- WORK TO BE COMPLETED -
Return, from the data that follows, each line that holds the word "broken".

[Dataset entries]
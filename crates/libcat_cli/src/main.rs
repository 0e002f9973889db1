//! libcat command-line entry point.
//!
//! # Responsibility
//! - Map subcommands onto `libcat_core` catalog operations.
//! - Render results as plain lines and errors as exit codes.

use clap::{Parser, Subcommand};
use libcat_core::{
    default_log_level, init_logging, BookId, CatalogError, CatalogListing, CatalogService,
    JsonFileStorage, DEFAULT_CATALOG_FILE,
};
use std::path::PathBuf;
use std::process::ExitCode;

/// Single-user library catalog manager
#[derive(Parser)]
#[command(name = "libcat")]
#[command(about = "Add, remove, search and lend books in a local catalog file")]
struct Cli {
    /// Catalog file path
    #[arg(long, env = "LIBCAT_CATALOG", default_value = DEFAULT_CATALOG_FILE)]
    catalog: PathBuf,

    /// Absolute directory for rolling log files; logging is off when unset
    #[arg(long, env = "LIBCAT_LOG_DIR")]
    log_dir: Option<String>,

    /// Log level (trace, debug, info, warn, error)
    #[arg(long, env = "LIBCAT_LOG_LEVEL")]
    log_level: Option<String>,

    #[command(subcommand)]
    command: Command,
}

#[derive(Subcommand)]
enum Command {
    /// Adds a book as available
    Add {
        title: String,
        author: String,
        year: String,
    },
    /// Deletes a book by ID
    Delete { id: BookId },
    /// Finds books whose field contains the query, ignoring case
    Search {
        /// One of: title, author, year
        field: String,
        query: String,
    },
    /// Lists every book
    List,
    /// Changes the lending status of a book
    SetStatus {
        id: BookId,
        /// One of: available, checked_out
        status: String,
    },
    /// Prints the core version
    Version,
}

fn main() -> ExitCode {
    let cli = Cli::parse();

    if let Some(log_dir) = cli.log_dir.as_deref() {
        let level = cli.log_level.as_deref().unwrap_or(default_log_level());
        if let Err(err) = init_logging(level, log_dir) {
            eprintln!("warning: logging disabled: {err}");
        }
    }

    let service = CatalogService::new(JsonFileStorage::new(&cli.catalog));
    match run(&service, cli.command) {
        Ok(lines) => {
            for line in lines {
                println!("{line}");
            }
            ExitCode::SUCCESS
        }
        Err(err) => {
            eprintln!("error: {err}");
            ExitCode::from(exit_code(&err))
        }
    }
}

fn run(
    service: &CatalogService<JsonFileStorage>,
    command: Command,
) -> Result<Vec<String>, CatalogError> {
    let lines = match command {
        Command::Add {
            title,
            author,
            year,
        } => {
            let book = service.add_book(title, author, year)?;
            vec![format!("Book '{}' added with ID {}.", book.title, book.id)]
        }
        Command::Delete { id } => {
            service.delete_book(id)?;
            vec![format!("Book with ID {id} deleted.")]
        }
        Command::Search { field, query } => {
            let hits = service.search_books(&query, &field)?;
            if hits.is_empty() {
                vec!["No books found.".to_string()]
            } else {
                hits.iter().map(ToString::to_string).collect()
            }
        }
        Command::List => match service.list_books()? {
            CatalogListing::Empty => vec!["The library is empty.".to_string()],
            CatalogListing::Books(books) => books.iter().map(ToString::to_string).collect(),
        },
        Command::SetStatus { id, status } => {
            let book = service.update_status(id, &status)?;
            vec![format!("Status of book {} changed to '{}'.", book.id, book.status)]
        }
        Command::Version => vec![format!("libcat_core version={}", libcat_core::core_version())],
    };
    Ok(lines)
}

fn exit_code(err: &CatalogError) -> u8 {
    if err.is_caller_error() {
        2
    } else {
        1
    }
}

#[cfg(test)]
mod tests {
    use super::{exit_code, run, Cli, Command};
    use clap::Parser;
    use libcat_core::{CatalogError, CatalogService, JsonFileStorage};

    fn service_in(dir: &tempfile::TempDir) -> CatalogService<JsonFileStorage> {
        CatalogService::new(JsonFileStorage::new(dir.path().join("books.json")))
    }

    #[test]
    fn parses_subcommands_and_catalog_flag() {
        let cli = Cli::try_parse_from([
            "libcat",
            "--catalog",
            "/tmp/shelf.json",
            "set-status",
            "4",
            "checked_out",
        ])
        .unwrap();
        assert_eq!(cli.catalog, std::path::PathBuf::from("/tmp/shelf.json"));
        assert!(matches!(cli.command, Command::SetStatus { id: 4, ref status } if status == "checked_out"));

        assert!(Cli::try_parse_from(["libcat", "delete", "not-a-number"]).is_err());
    }

    #[test]
    fn run_renders_operation_lines() {
        let dir = tempfile::tempdir().unwrap();
        let service = service_in(&dir);

        assert_eq!(
            run(&service, Command::List).unwrap(),
            vec!["The library is empty."]
        );
        assert_eq!(
            run(
                &service,
                Command::Add {
                    title: "Dune".into(),
                    author: "Herbert".into(),
                    year: "1965".into(),
                }
            )
            .unwrap(),
            vec!["Book 'Dune' added with ID 1."]
        );
        assert_eq!(
            run(
                &service,
                Command::Search {
                    field: "title".into(),
                    query: "zzz".into(),
                }
            )
            .unwrap(),
            vec!["No books found."]
        );
        assert_eq!(
            run(&service, Command::Delete { id: 9 }).unwrap(),
            vec!["Book with ID 9 deleted."]
        );
        assert_eq!(
            run(&service, Command::List).unwrap(),
            vec!["ID: 1, Title: Dune, Author: Herbert, Year: 1965, Status: available"]
        );
    }

    #[test]
    fn caller_errors_and_storage_errors_map_to_distinct_codes() {
        let dir = tempfile::tempdir().unwrap();
        let service = service_in(&dir);

        let err = run(
            &service,
            Command::SetStatus {
                id: 1,
                status: "lost".into(),
            },
        )
        .unwrap_err();
        assert!(matches!(err, CatalogError::InvalidStatus(_)));
        assert_eq!(exit_code(&err), 2);

        let not_found = run(
            &service,
            Command::SetStatus {
                id: 1,
                status: "available".into(),
            },
        )
        .unwrap_err();
        assert_eq!(exit_code(&not_found), 2);

        let blocker = dir.path().join("blocker");
        std::fs::write(&blocker, "").unwrap();
        let broken = CatalogService::new(JsonFileStorage::new(blocker.join("books.json")));
        let storage_err = run(&broken, Command::List).unwrap_err();
        assert_eq!(exit_code(&storage_err), 1);

        assert_eq!(exit_code(&CatalogError::IdExhausted), 1);
    }
}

- THE ANSWER -
        let broken = CatalogService::new(JsonFileStorage::new(blocker.join("books.json")));
        let storage_err = run(&broken, Command::List).unwrap_err();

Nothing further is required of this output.